Back to that conversation at the party. Recognizing me as the person who had written these comments, R. told me:
"O my God, I can't believe this is you. I imagined you completely different!"
I urged him to explain more. It turned out that somehow he had imagined me to be blonde, short and "well-proportioned", as he put it. (And I happen to be tall, dark-haired and flat-chested.) But beyond that, he also said :
"well, on the forum you seemed angry, and really dissatisfied, and bitter.... and now, you are kind, and friendly and happy"
This is what I still have to laugh about. I found it very flattering that I appeared kind and happy and friendly. But I still absolutely agree with what I posted on this forum, so I guess that makes me still angry and dissatisfied. I also thought it was kind of weird/funny that after doing small-talk with me for not even 2 minutes, he seemed to know that I was happy and kind and apparently that was a contrast to angry. I AM ANGRY AND KIND! I AM HAPPY AND DISSATISFIED. After each other, or simultaneously. I definitely disagreew with him that if I am angry and dissatisfied with some things (how could any reasonable person not be?), that therefore I cannot enjoy myself at a party, and be friendly and confident and relaxed. Maybe I liked that encounter so much because it made me think that I can do both. It's just that he did not quite realize this. (I mean, I am not always a good smalll-talkers at parties, and often when I am in bigger groups I find it hard not to be at the margins of it, not to be overlooked. It depends a lot on the group, of course, but I just mean that being called nice and friendly and kind -- maybe he even said charming - is not something which I can take for granted. My leading role in this whole K. business has certainly given me a lot of confidence.
I of course also thought that maybe it is his stereotypes, that if women have strong opinions and if they are critical, then it means that they must be bitter and would not be friendly small-talkers at a party.

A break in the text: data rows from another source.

use std::sync::Arc;

use super::*;
use crate::net::token_store::MemoryTokenStore;
use wiremock::matchers::{body_json, method, path, query_param};
use wiremock::{Mock, MockServer, Request, ResponseTemplate};

fn client_for(server: &MockServer) -> ApiClient {
    ApiClient::new(&server.uri(), Arc::new(MemoryTokenStore::with_token("abc"))).unwrap()
}

#[test]
fn item_paths_embed_id() {
    assert_eq!(inventory_item_path(12), "/inventory/12");
    assert_eq!(check_out_path(12), "/inventory/12/check-out");
    assert_eq!(check_in_path(12), "/inventory/12/check-in");
}

#[tokio::test]
async fn list_inventory_encodes_params() {
    let server = MockServer::start().await;
    Mock::given(method("GET"))
        .and(path("/inventory"))
        .and(query_param("status", "available"))
        .and(query_param("search", "pump 2"))
        .respond_with(ResponseTemplate::new(200).set_body_json(serde_json::json!({ "items": [] })))
        .expect(1)
        .mount(&server)
        .await;

    let params = vec![
        ("status".to_owned(), "available".to_owned()),
        ("search".to_owned(), "pump 2".to_owned()),
    ];
    let value = client_for(&server).list_inventory(&params).await.unwrap();
    assert_eq!(value, serde_json::json!({ "items": [] }));
}

#[tokio::test]
async fn list_inventory_without_params_has_no_query_string() {
    let server = MockServer::start().await;
    Mock::given(method("GET"))
        .and(path("/inventory"))
        .respond_with(|req: &Request| {
            ResponseTemplate::new(200).set_body_json(serde_json::json!({ "query": req.url.query() }))
        })
        .mount(&server)
        .await;

    let value = client_for(&server).list_inventory(&Vec::new()).await.unwrap();
    assert_eq!(value["query"], Value::Null);
}

#[tokio::test]
async fn check_out_posts_payload() {
    let server = MockServer::start().await;
    let payload = serde_json::json!({ "job_id": 4, "quantity": 1 });
    Mock::given(method("POST"))
        .and(path("/inventory/12/check-out"))
        .and(body_json(payload.clone()))
        .respond_with(ResponseTemplate::new(200).set_body_json(serde_json::json!({ "status": "in-use" })))
        .expect(1)
        .mount(&server)
        .await;

    let value = client_for(&server).check_out_item(12, &payload).await.unwrap();
    assert_eq!(value["status"], "in-use");
}

#[tokio::test]
async fn update_and_delete_use_item_path() {
    let server = MockServer::start().await;
    Mock::given(method("PUT"))
        .and(path("/inventory/3"))
        .respond_with(ResponseTemplate::new(200).set_body_json(serde_json::json!({ "id": 3 })))
        .expect(1)
        .mount(&server)
        .await;
    Mock::given(method("DELETE"))
        .and(path("/inventory/3"))
        .respond_with(ResponseTemplate::new(200).set_body_json(serde_json::json!({ "message": "deleted" })))
        .expect(1)
        .mount(&server)
        .await;

    let client = client_for(&server);
    client.update_inventory_item(3, &serde_json::json!({ "name": "Hose" })).await.unwrap();
    let value = client.delete_inventory_item(3).await.unwrap();
    assert_eq!(value["message"], "deleted");
}
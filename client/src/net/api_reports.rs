//! Reporting endpoints extracted from `api`.

#[cfg(test)]
#[path = "api_reports_test.rs"]
mod api_reports_test;

use serde_json::Value;

use super::api::ApiClient;
use super::error::ApiError;
use super::types::ReportQuery;

impl ApiClient {
    /// `GET /reports/inventory-usage`.
    ///
    /// # Errors
    ///
    /// Propagates [`ApiError`] from the request.
    pub async fn inventory_usage_report(&self, query: &ReportQuery) -> Result<Value, ApiError> {
        self.get_with_query("/reports/inventory-usage", query).await
    }

    /// `GET /reports/job-summary`.
    ///
    /// # Errors
    ///
    /// Propagates [`ApiError`] from the request.
    pub async fn job_summary_report(&self, query: &ReportQuery) -> Result<Value, ApiError> {
        self.get_with_query("/reports/job-summary", query).await
    }

    /// `GET /reports/inventory-status`.
    ///
    /// # Errors
    ///
    /// Propagates [`ApiError`] from the request.
    pub async fn inventory_status_report(&self, query: &ReportQuery) -> Result<Value, ApiError> {
        self.get_with_query("/reports/inventory-status", query).await
    }

    /// `GET /reports/overdue-items`.
    ///
    /// # Errors
    ///
    /// Propagates [`ApiError`] from the request.
    pub async fn overdue_items_report(&self) -> Result<Value, ApiError> {
        self.get("/reports/overdue-items").await
    }
}
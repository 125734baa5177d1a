//! Client-side session state.
//!
//! DESIGN
//! ======
//! `auth` is the plain snapshot model route guards read; `session` owns the
//! live copy and the login/registration/logout transitions that mutate it.

pub mod auth;
pub mod session;
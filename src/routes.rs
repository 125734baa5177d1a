//! View table and guard resolution.
//!
//! SYSTEM CONTEXT
//! ==============
//! Maps a view path plus a session snapshot to what should happen: render a
//! view, show a loading placeholder, or redirect. Unknown paths redirect to
//! the dashboard, which in turn bounces signed-out users to the login view.

#[cfg(test)]
#[path = "routes_test.rs"]
mod routes_test;

use client::AuthState;
use client::util::auth::{Guard, GuardOutcome, HOME_PATH, LOGIN_PATH};

/// Redirect chains longer than this are treated as settled where they stop.
const MAX_REDIRECTS: usize = 4;

#[derive(Clone, Copy, Debug, PartialEq, Eq)]
pub enum View {
    Login,
    Dashboard,
    Inventory,
    Jobs,
    Reports,
    Users,
}

struct Route {
    path: &'static str,
    view: View,
    guard: Guard,
}

const ROUTES: &[Route] = &[
    Route { path: LOGIN_PATH, view: View::Login, guard: Guard::Guest },
    Route { path: HOME_PATH, view: View::Dashboard, guard: Guard::Authenticated },
    Route { path: "/inventory", view: View::Inventory, guard: Guard::Authenticated },
    Route { path: "/jobs", view: View::Jobs, guard: Guard::Authenticated },
    Route { path: "/reports", view: View::Reports, guard: Guard::Authenticated },
    Route { path: "/users", view: View::Users, guard: Guard::Authenticated },
];

#[derive(Clone, Copy, Debug, PartialEq, Eq)]
pub enum Resolution {
    Loading,
    Redirect(&'static str),
    Render(View),
}

/// Resolve a single path without following redirects.
#[must_use]
pub fn resolve(path: &str, state: &AuthState) -> Resolution {
    let path = normalize(path);
    let Some(route) = ROUTES.iter().find(|route| route.path == path) else {
        return Resolution::Redirect(HOME_PATH);
    };
    match route.guard.evaluate(state) {
        GuardOutcome::Loading => Resolution::Loading,
        GuardOutcome::Redirect(to) => Resolution::Redirect(to),
        GuardOutcome::Render => Resolution::Render(route.view),
    }
}

/// Resolve `path`, following redirects. Returns the final path and outcome.
#[must_use]
pub fn follow(path: &str, state: &AuthState) -> (String, Resolution) {
    let mut current = normalize(path).to_owned();
    let mut resolution = resolve(&current, state);
    for _ in 0..MAX_REDIRECTS {
        let Resolution::Redirect(to) = resolution else {
            break;
        };
        current = to.to_owned();
        resolution = resolve(&current, state);
    }
    (current, resolution)
}

fn normalize(path: &str) -> &str {
    let trimmed = path.trim();
    let trimmed = trimmed.split(['?', '#']).next().unwrap_or_default();
    match trimmed.trim_end_matches('/') {
        "" => HOME_PATH,
        other => other,
    }
}
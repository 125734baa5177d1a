//! Stockroom client: bearer-token session handling over the Stockroom REST API.
//!
//! SYSTEM CONTEXT
//! ==============
//! `net` owns the token store and the REST request client, `state` owns the
//! in-memory session built on top of it, and `util` holds the pure route
//! guards that hosting applications evaluate against session snapshots.

pub mod config;
pub mod net;
pub mod state;
pub mod util;

pub use config::ClientConfig;
pub use net::api::{ApiClient, AuthEvent};
pub use net::error::ApiError;
pub use net::token_store::{FileTokenStore, MemoryTokenStore, TokenStore};
pub use net::types::User;
pub use state::auth::{AuthState, SessionPhase};
pub use state::session::SessionManager;
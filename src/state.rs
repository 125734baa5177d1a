//! Shared application state.
//!
//! DESIGN
//! ======
//! `AppState` is built once at startup: one request client, the session
//! manager that owns it, and the navigator listening to its signals. Command
//! handlers receive it explicitly.

use client::util::auth::HOME_PATH;
use client::{ApiClient, ClientConfig, SessionManager};

use crate::error::AppError;
use crate::navigation::Navigator;

pub struct AppState {
    pub session: SessionManager,
    pub navigator: Navigator,
}

impl AppState {
    /// Build the client from `config` and restore any stored session.
    ///
    /// # Errors
    ///
    /// Returns an error if the HTTP client cannot be constructed.
    pub async fn start(config: &ClientConfig) -> Result<Self, AppError> {
        let api = ApiClient::from_config(config)?;
        Ok(Self::with_session(SessionManager::restored(api).await))
    }

    /// Wrap an already-restored session. The navigator subscribes afterwards
    /// so a rejected stored token stays a silent restore failure.
    #[must_use]
    pub fn with_session(session: SessionManager) -> Self {
        let navigator = Navigator::new(session.api().subscribe(), HOME_PATH);
        Self { session, navigator }
    }
}
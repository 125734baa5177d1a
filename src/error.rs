//! Application-level errors surfaced by `main`.

use client::ApiError;
use client::config::ConfigError;

#[derive(Debug, thiserror::Error)]
pub enum AppError {
    #[error(transparent)]
    Config(#[from] ConfigError),
    #[error(transparent)]
    Api(#[from] ApiError),
    #[error("invalid JSON payload: {0}")]
    InvalidJson(#[from] serde_json::Error),
    #[error("invalid parameter `{0}`; expected KEY=VALUE")]
    InvalidParam(String),
    #[error("not signed in; run `stockroom login` first")]
    NotSignedIn,
    #[error("already signed in as {0}; run `stockroom logout` first")]
    AlreadySignedIn(String),
    #[error("session expired; sign in again with `stockroom login`")]
    SessionExpired,
}
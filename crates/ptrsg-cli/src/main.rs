//! CLI for ptrsg: seeds from the scheduling noise of six language runtimes.

mod commands;

use std::process::ExitCode;

use clap::{Parser, Subcommand};

#[derive(Parser)]
#[command(name = "ptrsg")]
#[command(about = "ptrsg: turn runtime timing jitter into a seed")]
#[command(version = ptrsg_core::VERSION)]
struct Cli {
    /// Diagnostic output: none (seed only), lite (progress and timings),
    /// heavy (everything, including child output). Bare --verbose means heavy.
    #[arg(
        long,
        global = true,
        num_args = 0..=1,
        default_value = "none",
        default_missing_value = "heavy",
        value_parser = ["none", "lite", "heavy"]
    )]
    verbose: String,

    /// Run workloads one at a time instead of all at once
    #[arg(long, global = true)]
    queue: bool,

    /// Language set: low (lua, python, node, go) or high (adds cpp and rust)
    #[arg(long, global = true, default_value = "high", value_parser = ["low", "high"])]
    chaos: String,

    /// Seed length in bits (1-512)
    #[arg(short = 'S', long, global = true, default_value = "512", allow_negative_numbers = true)]
    seed_bits: i64,

    #[command(subcommand)]
    command: Option<Commands>,
}

#[derive(Subcommand)]
enum Commands {
    /// List the workloads for the chosen chaos level and whether their tools are installed
    Scan,
}

fn main() -> ExitCode {
    let cli = Cli::parse();

    let config = match commands::run_config(&cli.verbose, cli.queue, &cli.chaos, cli.seed_bits) {
        Ok(config) => config,
        Err(e) => return commands::fail(&e),
    };
    commands::init_logging(config.verbosity);

    let result = match cli.command {
        Some(Commands::Scan) => {
            commands::scan::run(config.chaos);
            Ok(())
        }
        None => commands::generate::run(config),
    };

    match result {
        Ok(()) => ExitCode::SUCCESS,
        Err(e) => commands::fail(&e),
    }
}

#[cfg(test)]
mod tests {
    use super::*;

    fn parse(args: &[&str]) -> Cli {
        let mut argv = vec!["ptrsg"];
        argv.extend_from_slice(args);
        Cli::try_parse_from(argv).unwrap()
    }

    #[test]
    fn defaults() {
        let cli = parse(&[]);
        assert_eq!(cli.verbose, "none");
        assert!(!cli.queue);
        assert_eq!(cli.chaos, "high");
        assert_eq!(cli.seed_bits, 512);
        assert!(cli.command.is_none());
    }

    #[test]
    fn bare_verbose_is_heavy() {
        assert_eq!(parse(&["--verbose"]).verbose, "heavy");
        assert_eq!(parse(&["--verbose", "lite"]).verbose, "lite");
        assert_eq!(parse(&["--verbose=none"]).verbose, "none");
    }

    #[test]
    fn bare_verbose_before_another_flag() {
        let cli = parse(&["--verbose", "--queue"]);
        assert_eq!(cli.verbose, "heavy");
        assert!(cli.queue);
    }

    #[test]
    fn short_and_long_seed_bits() {
        assert_eq!(parse(&["-S", "128"]).seed_bits, 128);
        assert_eq!(parse(&["--seed-bits", "7"]).seed_bits, 7);
        assert_eq!(parse(&["-S", "0"]).seed_bits, 0);
        assert_eq!(parse(&["-S", "-3"]).seed_bits, -3);
    }

    #[test]
    fn unknown_values_are_usage_errors() {
        assert!(Cli::try_parse_from(["ptrsg", "--chaos", "medium"]).is_err());
        assert!(Cli::try_parse_from(["ptrsg", "--verbose", "loud"]).is_err());
        assert!(Cli::try_parse_from(["ptrsg", "-S", "many"]).is_err());
    }

    #[test]
    fn seed_bits_accepted_after_scan() {
        let cli = parse(&["scan", "-S", "8"]);
        assert!(matches!(cli.command, Some(Commands::Scan)));
        assert_eq!(cli.seed_bits, 8);
    }

    #[test]
    fn scan_subcommand_accepts_chaos() {
        let cli = parse(&["scan", "--chaos", "low"]);
        assert!(matches!(cli.command, Some(Commands::Scan)));
        assert_eq!(cli.chaos, "low");
    }
}
//! Workload provider trait and the artifacts it produces.
//!
//! Every language implements the [`Workload`] trait, which provides metadata
//! via [`WorkloadInfo`]: the embedded payload, the source suffix and the
//! toolchain that turns the payload into something runnable.

use std::ffi::OsString;
use std::fmt;
use std::path::{Path, PathBuf};
use std::process::Command;

use crate::config::ChaosLevel;

/// An external executable the pipeline depends on.
#[derive(Debug, Clone, Copy, PartialEq, Eq, Hash)]
pub struct Tool {
    /// Program name resolved through `PATH` (e.g. `"g++"`).
    pub program: &'static str,
    /// Arguments that make the program print a version and exit 0.
    pub probe_args: &'static [&'static str],
}

impl fmt::Display for Tool {
    fn fmt(&self, f: &mut fmt::Formatter<'_>) -> fmt::Result {
        write!(f, "{}", self.program)
    }
}

/// How a payload becomes runnable.
#[derive(Debug, Clone, Copy, PartialEq, Eq)]
pub enum Toolchain {
    /// Run the source file directly: `<tool> <source>`.
    Interpreter(Tool),
    /// Compile ahead of time and run the resulting executable.
    Compiler(Tool),
}

impl Toolchain {
    pub fn tool(&self) -> Tool {
        match *self {
            Self::Interpreter(tool) | Self::Compiler(tool) => tool,
        }
    }

    pub fn is_compiled(&self) -> bool {
        matches!(self, Self::Compiler(_))
    }
}

/// Metadata about a workload.
#[derive(Debug, Clone)]
pub struct WorkloadInfo {
    /// Language identifier (e.g. `"lua"`). Unique across the registry.
    pub name: &'static str,
    /// One-line human-readable description.
    pub description: &'static str,
    /// Conventional source suffix without the dot.
    pub extension: &'static str,
    pub toolchain: Toolchain,
    /// Lowest chaos level that includes this workload.
    pub min_chaos: ChaosLevel,
    /// Program text written verbatim to the source file.
    pub payload: &'static str,
}

/// Trait that every workload provider must implement.
pub trait Workload: Send + Sync {
    /// Workload metadata.
    fn info(&self) -> &WorkloadInfo;

    /// Compiler arguments that build `source` into `executable`.
    ///
    /// Only consulted when the toolchain is a [`Toolchain::Compiler`].
    fn compile_args(&self, source: &Path, executable: &Path) -> Vec<OsString> {
        vec![
            source.as_os_str().to_owned(),
            "-o".into(),
            executable.as_os_str().to_owned(),
        ]
    }

    /// Convenience: name from info.
    fn name(&self) -> &'static str {
        self.info().name
    }

    /// File name the payload is written to inside the run directory.
    fn source_file_name(&self) -> String {
        format!("task.{}", self.info().extension)
    }

    /// File name of the compiled executable inside the run directory.
    fn executable_file_name(&self) -> String {
        format!("task_{}.exe", self.info().name)
    }

    /// Whether the workload takes part at the given chaos level.
    fn enabled_at(&self, chaos: ChaosLevel) -> bool {
        chaos >= self.info().min_chaos
    }
}

/// The runnable form of a workload, owned by a single run.
#[derive(Debug, Clone, PartialEq, Eq)]
pub enum Artifact {
    /// Source file handed to an interpreter.
    Script {
        language: &'static str,
        interpreter: &'static str,
        source: PathBuf,
    },
    /// Compiled executable.
    Binary {
        language: &'static str,
        executable: PathBuf,
    },
}

impl Artifact {
    pub fn language(&self) -> &'static str {
        match self {
            Self::Script { language, .. } | Self::Binary { language, .. } => language,
        }
    }

    /// The program that gets spawned.
    pub fn program(&self) -> String {
        match self {
            Self::Script { interpreter, .. } => (*interpreter).to_string(),
            Self::Binary { executable, .. } => executable.display().to_string(),
        }
    }

    /// Fresh command that runs this artifact. Stdio is left to the caller.
    pub fn command(&self) -> Command {
        match self {
            Self::Script {
                interpreter, source, ..
            } => {
                let mut cmd = Command::new(interpreter);
                cmd.arg(source);
                cmd
            }
            Self::Binary { executable, .. } => Command::new(executable),
        }
    }
}

impl fmt::Display for Artifact {
    fn fmt(&self, f: &mut fmt::Formatter<'_>) -> fmt::Result {
        match self {
            Self::Script {
                interpreter, source, ..
            } => write!(f, "[{interpreter} {}]", source.display()),
            Self::Binary { executable, .. } => write!(f, "[{}]", executable.display()),
        }
    }
}
use ptrsg_core::ChaosLevel;
use ptrsg_core::workloads::{self, helpers};

pub fn run(chaos: ChaosLevel) {
    let selected = workloads::select(chaos);
    println!("Chaos level: {chaos}");
    println!();
    println!("{} workload(s) take part:\n", selected.len());

    let mut missing = 0;
    for w in &selected {
        let info = w.info();
        let tool = info.toolchain.tool();
        match helpers::probe(&tool) {
            Ok(output) => println!(
                "  \u{2705} {:<8} {:<8} {}",
                info.name,
                tool.program,
                helpers::first_line(&output)
            ),
            Err(reason) => {
                missing += 1;
                println!("  \u{274C} {:<8} {:<8} {reason}", info.name, tool.program);
            }
        }
    }

    if missing > 0 {
        println!("\n{missing} tool(s) missing; a run at this chaos level would fail preflight.");
    }
}
//! # ptrsg-core
//!
//! **Seeds from the scheduling noise of six language runtimes.**
//!
//! `ptrsg-core` runs the same small workload (build 100,000 strings and sort
//! them) under a set of interpreters and compilers, measures how long each
//! run takes in nanoseconds, and hashes those timings into a seed of 1 to 512
//! bits.
//!
//! ## Quick Start
//!
//! ```no_run
//! use ptrsg_core::{RunConfig, SeedBits, SeedGenerator};
//!
//! let config = RunConfig {
//!     seed_bits: SeedBits::new(128).unwrap(),
//!     ..RunConfig::default()
//! };
//! let report = SeedGenerator::new(config).run().unwrap();
//! println!("{}", report.seed());
//! ```
//!
//! ## Architecture
//!
//! Preflight → Provision → Build → Schedule → Conditioning → Seed
//!
//! Every language implements the [`Workload`] trait. The [`SeedGenerator`]
//! checks that the required tools exist, writes each payload into a
//! run-scoped directory, compiles the languages that need it, times every
//! artifact (concurrently by default, or queued one at a time) and folds the
//! timings into a BLAKE2b-512 digest that is truncated to the requested
//! width.
//!
//! The output is not an audited RNG. Wall-clock jitter varies from run to
//! run, so seeds differ across invocations, but nothing here guarantees
//! uniform entropy.

pub mod compile;
pub mod conditioning;
pub mod config;
pub mod error;
pub mod pipeline;
pub mod preflight;
pub mod provision;
pub mod scheduler;
#[cfg(test)]
mod testing;
pub mod workload;
pub mod workloads;

pub use conditioning::{Extraction, Seed, blake2b_512, entropy_buffer, extract, truncate_digest};
pub use config::{ChaosLevel, RunConfig, Schedule, SeedBits, Verbosity};
pub use error::{Error, Result};
pub use pipeline::{SeedGenerator, SeedReport};
pub use preflight::{check_tools, required_tools};
pub use provision::RunDir;
pub use scheduler::Timings;
pub use workload::{Artifact, Tool, Toolchain, Workload, WorkloadInfo};

/// Library version (from Cargo.toml).
pub const VERSION: &str = env!("CARGO_PKG_VERSION");
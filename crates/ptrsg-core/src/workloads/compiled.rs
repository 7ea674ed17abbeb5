//! Compiled workloads: built once per run with optimisations off, then the
//! executable itself is timed.
//!
//! Only the execution is measured. Compile time varies far more than run
//! time but is not part of the timing record.

use std::ffi::OsString;
use std::path::Path;

use crate::config::ChaosLevel;
use crate::workload::{Tool, Toolchain, Workload, WorkloadInfo};

const GO: Tool = Tool {
    program: "go",
    probe_args: &["version"],
};

const GXX: Tool = Tool {
    program: "g++",
    probe_args: &["--version"],
};

const RUSTC: Tool = Tool {
    program: "rustc",
    probe_args: &["--version"],
};

// ---------------------------------------------------------------------------
// Go
// ---------------------------------------------------------------------------

pub struct GoWorkload;

static GO_INFO: WorkloadInfo = WorkloadInfo {
    name: "go",
    description: "Go slice of strconv.Itoa(i) ++ strconv.Itoa(i*i), sort.Strings",
    extension: "go",
    toolchain: Toolchain::Compiler(GO),
    min_chaos: ChaosLevel::Low,
    payload: r#"package main
import (
    "sort"
    "strconv"
)
func main() {
    s := make([]string, 100000)
    for i := 0; i < 100000; i++ {
        s[i] = strconv.Itoa(i) + strconv.Itoa(i*i)
    }
    sort.Strings(s)
}
"#,
};

impl Workload for GoWorkload {
    fn info(&self) -> &WorkloadInfo {
        &GO_INFO
    }

    fn compile_args(&self, source: &Path, executable: &Path) -> Vec<OsString> {
        vec![
            "build".into(),
            "-o".into(),
            executable.as_os_str().to_owned(),
            source.as_os_str().to_owned(),
        ]
    }
}

// ---------------------------------------------------------------------------
// C++
// ---------------------------------------------------------------------------

pub struct CppWorkload;

static CPP_INFO: WorkloadInfo = WorkloadInfo {
    name: "cpp",
    description: "C++ std::vector<std::string> built via ostringstream, std::sort",
    extension: "cpp",
    toolchain: Toolchain::Compiler(GXX),
    min_chaos: ChaosLevel::High,
    payload: r#"#include <iostream>
#include <vector>
#include <string>
#include <algorithm>
#include <sstream>
int main() {
    std::vector<std::string> v;
    v.reserve(100000);
    for (int i = 0; i < 100000; ++i) {
        std::ostringstream oss;
        oss << i << i*i;
        v.push_back(oss.str());
    }
    std::sort(v.begin(), v.end());
    return 0;
}
"#,
};

impl Workload for CppWorkload {
    fn info(&self) -> &WorkloadInfo {
        &CPP_INFO
    }

    fn compile_args(&self, source: &Path, executable: &Path) -> Vec<OsString> {
        vec![
            "-O0".into(),
            source.as_os_str().to_owned(),
            "-o".into(),
            executable.as_os_str().to_owned(),
        ]
    }
}

// ---------------------------------------------------------------------------
// Rust
// ---------------------------------------------------------------------------

pub struct RustWorkload;

static RUST_INFO: WorkloadInfo = WorkloadInfo {
    name: "rust",
    description: "Rust Vec<String> of format!(\"{i}{i*i}\"), Vec::sort",
    extension: "rs",
    toolchain: Toolchain::Compiler(RUSTC),
    min_chaos: ChaosLevel::High,
    payload: r#"fn main() {
    let mut v: Vec<String> = (0u64..100_000)
        .map(|i| format!("{}{}", i, i * i))
        .collect();
    v.sort();
}
"#,
};

impl Workload for RustWorkload {
    fn info(&self) -> &WorkloadInfo {
        &RUST_INFO
    }

    fn compile_args(&self, source: &Path, executable: &Path) -> Vec<OsString> {
        vec![
            "-C".into(),
            "opt-level=0".into(),
            source.as_os_str().to_owned(),
            "-o".into(),
            executable.as_os_str().to_owned(),
        ]
    }
}
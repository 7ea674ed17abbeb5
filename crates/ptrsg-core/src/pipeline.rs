//! Seed generation pipeline.
//!
//! Architecture:
//! 1. Preflight: every required tool must answer its probe
//! 2. Create a run-scoped directory
//! 3. Provision every payload into it
//! 4. Compile the languages that need it
//! 5. Time every artifact (parallel or queued)
//! 6. Hash the complete timing set into a seed
//!
//! Any failure aborts the run. The run directory is removed on the way out
//! whether or not a seed was produced.
//!
//! An interrupt flag (see [`SeedGenerator::interrupt_flag`]) is checked
//! between stages and before every launch. Once it is set the run ends with
//! [`Error::Interrupted`], including when the interrupt also killed a child
//! and that child's failure surfaced first.

use std::sync::Arc;
use std::sync::atomic::{AtomicBool, Ordering};

use crate::compile;
use crate::conditioning::{Extraction, Seed, extract};
use crate::config::RunConfig;
use crate::error::{Error, Result};
use crate::preflight;
use crate::provision::{self, RunDir};
use crate::scheduler::{self, Timings};
use crate::workload::Workload;
use crate::workloads;

/// Everything a successful run produced.
#[derive(Debug, Clone)]
pub struct SeedReport {
    pub timings: Timings,
    pub extraction: Extraction,
}

impl SeedReport {
    pub fn seed(&self) -> &Seed {
        &self.extraction.seed
    }
}

/// Runs the configured workloads and folds their timings into a seed.
pub struct SeedGenerator {
    config: RunConfig,
    workloads: Vec<Box<dyn Workload>>,
    interrupted: Arc<AtomicBool>,
}

impl SeedGenerator {
    /// Generator for the workloads selected by `config.chaos`.
    pub fn new(config: RunConfig) -> Self {
        Self::with_workloads(config, workloads::select(config.chaos))
    }

    /// Generator for an explicit workload set. The chaos level in `config`
    /// is ignored.
    pub fn with_workloads(config: RunConfig, workloads: Vec<Box<dyn Workload>>) -> Self {
        Self {
            config,
            workloads,
            interrupted: Arc::new(AtomicBool::new(false)),
        }
    }

    /// Shared flag that stops the run once set. Hand it to a signal handler.
    pub fn interrupt_flag(&self) -> Arc<AtomicBool> {
        Arc::clone(&self.interrupted)
    }

    pub fn config(&self) -> &RunConfig {
        &self.config
    }

    pub fn workloads(&self) -> &[Box<dyn Workload>] {
        &self.workloads
    }

    /// Number of participating workloads.
    pub fn workload_count(&self) -> usize {
        self.workloads.len()
    }

    /// Run only the preflight gate.
    pub fn preflight(&self) -> Result<()> {
        preflight::check(&self.workloads, self.config.verbosity)
    }

    /// Run the full pipeline in a fresh directory under the system temp dir.
    pub fn run(&self) -> Result<SeedReport> {
        self.preflight()?;
        let run_dir = RunDir::new()?;
        self.run_in(&run_dir)
    }

    /// Run everything after preflight inside an existing run directory.
    pub fn run_in(&self, run_dir: &RunDir) -> Result<SeedReport> {
        self.stages(run_dir).map_err(|e| {
            if self.is_interrupted() {
                Error::Interrupted
            } else {
                e
            }
        })
    }

    fn stages(&self, run_dir: &RunDir) -> Result<SeedReport> {
        let verbosity = self.config.verbosity;

        self.check_interrupt()?;
        log::info!("Preparing files in {}...", run_dir.path().display());
        let sources = provision::provision_all(&self.workloads, run_dir.path())?;

        self.check_interrupt()?;
        let artifacts = compile::build_all(&self.workloads, &sources, verbosity)?;

        self.check_interrupt()?;
        let timings = scheduler::run(&artifacts, self.config.schedule, verbosity, &self.interrupted)?;

        self.check_interrupt()?;
        let extraction = extract(&timings, self.config.seed_bits);
        log::debug!("Full Blake2b: {}", extraction.digest_hex());

        Ok(SeedReport {
            timings,
            extraction,
        })
    }

    fn is_interrupted(&self) -> bool {
        self.interrupted.load(Ordering::SeqCst)
    }

    fn check_interrupt(&self) -> Result<()> {
        if self.is_interrupted() {
            Err(Error::Interrupted)
        } else {
            Ok(())
        }
    }
}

So in any case, that was a nice start of the party. We then continued a discussion about transgender. He was arguing that by being inclusive of transgender people and communicating this to the outside world by calling ourselves "lgbt' organization, we are alienating straight people, whose acceptance (in his opinion) seemed the highest good for which we should strive. In his view, one should first fight for the acceptance of gays, lesbians, and bisexuals, and once that is achieved, we could fight for the acceptance of transgender. I of course disagreed, but I could not really convince him, I'm afraid. He even said that the T in our name was part of the reasons for his reluctance to become a member. I thought that was sad.
The party still had a very nice ending because I met a fantistic woman. We won't see each other again for half a year now, though, because she is travelling. but thinking of her puts a smile on my face, and I won't type out the story now, because it is too beautifully delicate. more for dreaming than for writing down.